Friday, June 28, 2013

Committee members in action?

Yesterday in the late evening, the eagerly awaited updates of UEFA's referee categories have been officially confirmed and have caught our immediate attention. At first glance, one may call the promotions  "expected". But not only at first glance, also at second glance, for a different reason though. 

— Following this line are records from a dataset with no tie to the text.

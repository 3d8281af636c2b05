use anyhow::{Context, Result};
use serde::Deserialize;
use std::path::{Path, PathBuf};

use crate::models::PeriodId;

#[derive(Debug, Deserialize, Clone)]
pub struct Config {
    pub archive: ArchiveConfig,
    pub server: ServerConfig,
    pub auth: AuthConfig,
}

#[derive(Debug, Deserialize, Clone)]
pub struct ArchiveConfig {
    pub root: PathBuf,
    #[serde(default)]
    pub layout: ArchiveLayout,
    #[serde(default = "default_watch")]
    pub watch: bool,
}

fn default_watch() -> bool {
    true
}

/// How a period's archive is stored under the archive root.
#[derive(Debug, Deserialize, Clone, Copy, PartialEq, Eq, Default)]
#[serde(rename_all = "lowercase")]
pub enum ArchiveLayout {
    /// `<root>/<id>.tar.gz`
    #[default]
    Tarball,
    /// `<root>/<id>/`, one file per entry.
    Directory,
}

const TARBALL_SUFFIX: &str = ".tar.gz";

impl ArchiveLayout {
    pub fn archive_path(&self, root: &Path, period: PeriodId) -> PathBuf {
        match self {
            ArchiveLayout::Tarball => root.join(format!("{}{}", period, TARBALL_SUFFIX)),
            ArchiveLayout::Directory => root.join(period.to_string()),
        }
    }

    /// Maps an archive file/directory name back to its period id.
    pub fn period_of(&self, name: &str) -> Option<PeriodId> {
        let stem = match self {
            ArchiveLayout::Tarball => name.strip_suffix(TARBALL_SUFFIX)?,
            ArchiveLayout::Directory => name,
        };
        stem.parse().ok()
    }
}

#[derive(Debug, Deserialize, Clone)]
pub struct ServerConfig {
    #[serde(default = "default_bind")]
    pub bind: String,
    #[serde(default = "default_user_header")]
    pub user_header: String,
    #[serde(default = "default_max_request_bytes")]
    pub max_request_bytes: usize,
}

fn default_bind() -> String {
    "0.0.0.0:8080".to_string()
}
fn default_user_header() -> String {
    "X-AuthUser".to_string()
}
fn default_max_request_bytes() -> usize {
    10240
}

#[derive(Debug, Deserialize, Clone)]
pub struct AuthConfig {
    pub admins: Vec<String>,
}

pub fn load_config(path: &Path) -> Result<Config> {
    let content = std::fs::read_to_string(path)
        .with_context(|| format!("Failed to read config file: {}", path.display()))?;

    let config: Config = toml::from_str(&content).with_context(|| "Failed to parse config file")?;
    validate(&config)?;

    Ok(config)
}

fn validate(config: &Config) -> Result<()> {
    if config.server.bind.trim().is_empty() {
        anyhow::bail!("server.bind must not be empty");
    }
    if config.server.max_request_bytes == 0 {
        anyhow::bail!("server.max_request_bytes must be > 0");
    }
    if axum::http::HeaderName::from_bytes(config.server.user_header.as_bytes()).is_err() {
        anyhow::bail!(
            "server.user_header is not a valid header name: '{}'",
            config.server.user_header
        );
    }

    for admin in &config.auth.admins {
        if admin.is_empty() || admin.contains('@') {
            anyhow::bail!(
                "auth.admins entries must be bare usernames without '@', got '{}'",
                admin
            );
        }
    }

    Ok(())
}

#[cfg(test)]
mod tests {
    use super::*;

    fn parse(toml_str: &str) -> Result<Config> {
        let config: Config = toml::from_str(toml_str)?;
        validate(&config)?;
        Ok(config)
    }

    #[test]
    fn test_defaults() {
        let cfg = parse(
            r#"
[archive]
root = "/srv/reports"

[server]

[auth]
admins = ["root"]
"#,
        )
        .unwrap();
        assert_eq!(cfg.archive.layout, ArchiveLayout::Tarball);
        assert!(cfg.archive.watch);
        assert_eq!(cfg.server.bind, "0.0.0.0:8080");
        assert_eq!(cfg.server.user_header, "X-AuthUser");
        assert_eq!(cfg.server.max_request_bytes, 10240);
    }

    #[test]
    fn test_directory_layout() {
        let cfg = parse(
            r#"
[archive]
root = "/srv/reports"
layout = "directory"
watch = false

[server]
bind = "127.0.0.1:9000"

[auth]
admins = []
"#,
        )
        .unwrap();
        assert_eq!(cfg.archive.layout, ArchiveLayout::Directory);
        assert!(!cfg.archive.watch);
    }

    #[test]
    fn test_missing_admin_list_is_an_error() {
        let result = parse(
            r#"
[archive]
root = "/srv/reports"

[server]
"#,
        );
        assert!(result.is_err());
    }

    #[test]
    fn test_qualified_admin_rejected() {
        let result = parse(
            r#"
[archive]
root = "/srv/reports"

[server]

[auth]
admins = ["root@example.org"]
"#,
        );
        assert!(result.is_err());
    }

    #[test]
    fn test_example_config_is_valid() {
        let cfg = parse(include_str!("../config/reportd.example.toml")).unwrap();
        assert_eq!(cfg.auth.admins, vec!["root".to_string()]);
    }

    #[test]
    fn test_archive_naming() {
        let root = Path::new("/srv/reports");
        assert_eq!(
            ArchiveLayout::Tarball.archive_path(root, 43),
            PathBuf::from("/srv/reports/43.tar.gz")
        );
        assert_eq!(
            ArchiveLayout::Directory.archive_path(root, 43),
            PathBuf::from("/srv/reports/43")
        );
        assert_eq!(ArchiveLayout::Tarball.period_of("43.tar.gz"), Some(43));
        assert_eq!(ArchiveLayout::Tarball.period_of("43.tar.gz.tmp"), None);
        assert_eq!(ArchiveLayout::Tarball.period_of("latest.tar.gz"), None);
        assert_eq!(ArchiveLayout::Directory.period_of("43"), Some(43));
    }
}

One of the deserved "promotees": Russian Sergei Karasev (c) fifa.com

Naturally all following statements are just analytical ideas on the update; it might be that some of them are wrong as we cannot know that much about aspects like written tests, personal reasons etc that could have had an impact on these changes, too.
Surely, Milorad Mažić, Matej Jug and Sergei Karasev fully deserve their promotions and partly really had to wait a long time for this moment. The UEFA phrase "fast-track promotions should be made possible" did not really apply for the Serbian official, who had to be seen by more than six committee members, until his skills were finally considered as good enough for Elite. 
But the low number of changes is really astonishing. It is surprising that e.g. Bas Nijhuis stays in Elite Development, having been completely ignored in the K.O. stage of UEFA Europa League - a Dutch referee who surely has some potential but (too) often failed to show that when it was important. A final chance for him until December? Or just a Dutch committee member having protected him from moving down? Same goes for English Martin Atkinson, who did not convince on international level during the past season and who faced some trouble after Lille - Bayern in UEFA Champions League. Rumours said that Lille had lodged an official complaint to French UEFA president Platini after the match. Atkinson, as Elite referee, was ignored in both UEFA Champions League and UEFA Europa League knockout phase. Nobody doubts that Atkinson is a good referee. The principle "same rules for everybody" just does not apply here. Other referees with a comparable CV, such as German Florian Meyer, had to leave the highest category when the time had come to make place for younger officials. As we are touching on demotions: what exactly has changed within the past six months that might justify a demotion of Northern Ireland's referee Mark Courtney?
Scottish refereeing is experiencing a radical change at the moment as well: Euan Norris was relegated to Second Group in winter 2012 before being demoted once again this June, now to the lowest category. He rejected to handle a UEFA Europa League match last season due to medical reasons. Obviously, UEFA does not see a big prospect in him or just believes he needs more time to start completely anew. John Beaton has been promoted to Second Group though, without handling a match in the past six months. 
Having refereed 2013 Under-17 European Championship final, Greek Anastassios Sidiropoulos has been immediately promoted to First Group. He seems to be a Greek referee who savours UEFA's trust to follow into Kyros Vassaras' footsteps, something which Kakos and Koukoulakis did not achieve. The critical thing about that is: referees like Emir Aleckovic, Sébastien Delferiere, Kenn Hansen, Antti Munukka or Kristo Tohver had a similar development - and contrary to Sidiropoulos even already (more than) one EL match each - but were not able to reach the First Group so far. Why not?
Without valuing these changes: promotions and demotions seem to be more flexible concerning those national associations that are represented by a member in the UEFA referee committee. Some neutral statistics and numbers can, as often, express more. Exactly 60% of the referees who have been promoted in the winter updates 2012 and in June 2013 are of nations with influence on and representation in the UEFA's referee committee. Comparing that to the officials who have been demoted, it's 55%. In a sum that means that 58% of the changes within UEFA's referee categories concerned referees from nations with influence on or representation in it. Unfortunately, the members in the committee only "represent" 36% of the UEFA referees, meaning that every third referee in UEFA's categories has "someone behind him in the committee". Comparing both percentages, a certain imbalance is revealed. If the system worked in a really neutral way, this gap of 24 percentage points should not exist or should be at least smaller. The only explanation, which would support UEFA in this practice, is that the referees from nations with influence on and representation in the committee must be extra-ordinary better than their colleagues from other countries.